Identify every line in the records below that contains the word "variant", and reproduce each one.

______

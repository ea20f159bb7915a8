//! The decoded value tree produced by both decoders.

use std::collections::BTreeMap;

/// A blob decodes to text on successful UTF-8, or to raw bytes otherwise.
/// Modeled as an explicit sum type rather than folding the duality into
/// `Value::Blob` itself, so callers always know which they received.
#[derive(Debug, Clone, PartialEq)]
pub enum Blob {
    Text(String),
    Bytes(Vec<u8>),
}

impl Blob {
    pub fn from_bytes(bytes: Vec<u8>) -> Self {
        match String::from_utf8(bytes) {
            Ok(text) => Blob::Text(text),
            Err(err) => Blob::Bytes(err.into_bytes()),
        }
    }
}

/// A raw, unaligned bit payload together with its declared bit length.
#[derive(Debug, Clone, PartialEq, Eq)]
pub struct BitArray {
    pub bit_len: u64,
    pub bits: Vec<u8>,
}

/// A polymorphic decoded value, as described by the schema model.
#[derive(Debug, Clone, PartialEq)]
pub enum Value {
    Int(i64),
    Bool(bool),
    Blob(Blob),
    BitArray(BitArray),
    FourCc(String),
    Real32(f32),
    Real64(f64),
    Array(Vec<Value>),
    Optional(Option<Box<Value>>),
    /// A single-key mapping, produced by a `choice` descriptor.
    Choice(String, Box<Value>),
    /// A named mapping, produced by a `struct` descriptor.
    Struct(BTreeMap<String, Value>),
    Null,
}

impl Value {
    pub fn as_i64(&self) -> Option<i64> {
        match self {
            Value::Int(v) => Some(*v),
            _ => None,
        }
    }

    pub fn as_struct(&self) -> Option<&BTreeMap<String, Value>> {
        match self {
            Value::Struct(map) => Some(map),
            _ => None,
        }
    }

    pub fn into_struct(self) -> Option<BTreeMap<String, Value>> {
        match self {
            Value::Struct(map) => Some(map),
            _ => None,
        }
    }

    /// The numeric value carried by a `choice`-shaped value such as
    /// `svaruint32`, i.e. the value of its single present variant.
    ///
    /// The wire format assumes the choice has exactly one present variant;
    /// this returns that variant's value, or `0` if the mapping is empty
    /// (absent delta). Behavior for a choice with more than one key is
    /// undefined by the source protocol and not specially handled here.
    pub fn choice_numeric_value(&self) -> i64 {
        match self {
            Value::Choice(_, inner) => inner.as_i64().unwrap_or(0),
            _ => 0,
        }
    }
}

______

• _ANSWER FOR THE TASK_
    /// `svaruint32`, i.e. the value of its single present variant.
    /// The wire format assumes the choice has exactly one present variant;
    /// this returns that variant's value, or `0` if the mapping is empty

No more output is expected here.